Historic house in New Jersey, United States

Pitman Grove is a 20 acre historic district located in the borough of Pitman in Gloucester County, New Jersey. It was added to the National Register of Historic Places on August 19, 1977, for its significance in architecture, religion, and community planning. The district includes 349 contributing buildings.

The Grove centers around a circular park where the Pitman Grove Auditorium was constructed. Twelve numbered avenues, lined with cottages, radiate from this circle like spokes on the hub of a wheel.

The Grove was established in 1871 as a Methodist summer camp meeting site. From its early days, it attracted a large number of visitors. In 1892, a reporter for The Philadelphia Record recorded 60,000 visitors over a 16-day period. Increasingly, people started to live in the Grove year-round. In 1905, it became a part of the Borough of Pitman.
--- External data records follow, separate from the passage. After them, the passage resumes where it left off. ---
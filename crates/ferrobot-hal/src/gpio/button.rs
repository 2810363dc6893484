use std::sync::Arc;
use std::sync::atomic::{AtomicBool, AtomicI32, Ordering};
use std::time::Duration;

use ferrobot_middleware::Eventer;
use ferrobot_types::FerroError;

use super::{ERROR, PUSH, RELEASE};
use crate::connection::{Connection, DigitalReader};
use crate::device::{Device, DriverBase};
use crate::poller::Poller;

pub const DEFAULT_POLL_INTERVAL: Duration = Duration::from_millis(10);

/// A push button on a digital input.
///
/// While started it polls the pin and publishes `"push"` when the level
/// leaves the default state, `"release"` when it returns, and `"error"` when
/// a read fails. Readings of `-1` are ignored.
pub struct ButtonDriver {
    base: DriverBase,
    reader: Arc<dyn DigitalReader>,
    pin: String,
    eventer: Eventer,
    interval: Duration,
    default_state: Arc<AtomicI32>,
    active: Arc<AtomicBool>,
    poller: Poller,
}

impl ButtonDriver {
    pub fn new<C: DigitalReader + 'static>(connection: Arc<C>, pin: &str) -> Self {
        let conn: Arc<dyn Connection> = connection.clone();
        let eventer = Eventer::new();
        for topic in [PUSH, RELEASE, ERROR] {
            eventer.add_event(topic);
        }
        Self {
            base: DriverBase::new("Button", conn),
            reader: connection,
            pin: pin.to_string(),
            eventer,
            interval: DEFAULT_POLL_INTERVAL,
            default_state: Arc::new(AtomicI32::new(0)),
            active: Arc::new(AtomicBool::new(false)),
            poller: Poller::new(),
        }
    }

    pub fn with_interval(mut self, interval: Duration) -> Self {
        self.interval = interval;
        self
    }

    /// Level of the released button; `1` for pull-up wiring.
    pub fn with_default_state(self, state: i32) -> Self {
        self.set_default_state(state);
        self
    }

    pub fn set_default_state(&self, state: i32) {
        self.default_state.store(state, Ordering::SeqCst);
    }

    pub fn pin(&self) -> &str {
        &self.pin
    }

    /// Whether the button is currently pushed.
    pub fn active(&self) -> bool {
        self.active.load(Ordering::SeqCst)
    }

    pub fn events(&self) -> &Eventer {
        &self.eventer
    }
}

impl Device for ButtonDriver {
    fn base(&self) -> &DriverBase {
        &self.base
    }

    fn driver_type(&self) -> &'static str {
        "Button"
    }

    fn start(&self) -> Result<(), FerroError> {
        let reader = Arc::clone(&self.reader);
        let pin = self.pin.clone();
        let eventer = self.eventer.clone();
        let default_state = Arc::clone(&self.default_state);
        let active = Arc::clone(&self.active);
        let mut state = default_state.load(Ordering::SeqCst);
        self.poller.start(&self.name(), self.interval, move || match reader.digital_read(&pin) {
            Err(e) => eventer.publish(ERROR, e.to_string()),
            Ok(level) if level != state && level != -1 => {
                state = level;
                if level != default_state.load(Ordering::SeqCst) {
                    active.store(true, Ordering::SeqCst);
                    eventer.publish(PUSH, level);
                } else {
                    active.store(false, Ordering::SeqCst);
                    eventer.publish(RELEASE, level);
                }
            }
            Ok(_) => {}
        })?;
        Ok(())
    }

    fn halt(&self) -> Result<(), FerroError> {
        self.poller.halt();
        Ok(())
    }

    fn eventer(&self) -> Option<&Eventer> {
        Some(&self.eventer)
    }
}

#[cfg(test)]
mod tests {
    use super::*;
    use crate::sim::SimAdaptor;
    use ferrobot_middleware::EventReceiver;

    fn topics(rx: &mut EventReceiver) -> Vec<String> {
        let mut out = Vec::new();
        while let Ok(event) = rx.try_recv() {
            out.push(format!("{}={}", event.topic, event.payload));
        }
        out
    }

    fn sim() -> Arc<SimAdaptor> {
        let sim = Arc::new(SimAdaptor::new());
        sim.connect().unwrap();
        sim
    }

    #[tokio::test(start_paused = true)]
    async fn publishes_push_and_release() {
        let sim = sim();
        sim.script_digital("5", [0, 1, 1, -1, 0].map(Ok));
        let button = ButtonDriver::new(Arc::clone(&sim), "5");
        let mut push = button.events().subscribe(PUSH).unwrap();
        let mut release = button.events().subscribe(RELEASE).unwrap();
        button.start().unwrap();

        tokio::time::sleep(Duration::from_millis(25)).await;
        assert!(button.active());
        tokio::time::sleep(Duration::from_millis(50)).await;
        button.halt().unwrap();

        assert_eq!(topics(&mut push), vec!["push=1".to_string()]);
        assert_eq!(topics(&mut release), vec!["release=0".to_string()]);
        assert!(!button.active());
    }

    #[tokio::test(start_paused = true)]
    async fn pull_up_wiring_inverts_events() {
        let sim = sim();
        sim.script_digital("5", [1, 0, 1].map(Ok));
        let button = ButtonDriver::new(Arc::clone(&sim), "5").with_default_state(1);
        let mut push = button.events().subscribe(PUSH).unwrap();
        let mut release = button.events().subscribe(RELEASE).unwrap();
        button.start().unwrap();
        tokio::time::sleep(Duration::from_millis(50)).await;
        button.halt().unwrap();
        assert_eq!(topics(&mut push), vec!["push=0".to_string()]);
        assert_eq!(topics(&mut release), vec!["release=1".to_string()]);
    }

    #[tokio::test(start_paused = true)]
    async fn read_errors_are_published() {
        let sim = sim();
        sim.script_digital("5", [Err(FerroError::io("5", "bounce"))]);
        let button = ButtonDriver::new(Arc::clone(&sim), "5");
        let mut errors = button.events().subscribe(ERROR).unwrap();
        button.start().unwrap();
        tokio::time::sleep(Duration::from_millis(30)).await;
        button.halt().unwrap();
        let seen = topics(&mut errors);
        assert_eq!(seen.len(), 1);
        assert!(seen[0].contains("bounce"));
    }

    #[tokio::test]
    async fn zero_interval_is_an_error() {
        let button = ButtonDriver::new(sim(), "5").with_interval(Duration::ZERO);
        assert!(matches!(button.start(), Err(FerroError::Config(_))));
    }
}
==Pitman Grove Auditorium==
The first structure on this site was a temporary “preaching stand” built in 1871. This was quickly replaced by a twelve-sided pavilion, about fifty feet in diameter capped by a cupola, covering a stage raised off the ground and protected by a wood railing at its perimeter. In 1878, the Auditorium was remodeled, and a new, rectangular-plan wing added to provide seating capacity. The building was expanded in 1911 adding 24-foot side aisles at both the north and south elevations. Gas lanterns lit the Auditorium beginning in the early 1880s with electrical arch lights added in 1897.

Architectural features include: colored Queen Anne Style windows, a combination of vertical board and batten siding with shingled siding above at the east end entrance, and a three-bay arrangement of a wide central aisle flanked to each side by a smaller side aisle.

The auditorium changed in the early 1960s to reflect a more modern style. An extensive renovation in 1993-94 attempted to restore the building to its pre-1911 appearance. Despite renovations over time, many original materials and features remain.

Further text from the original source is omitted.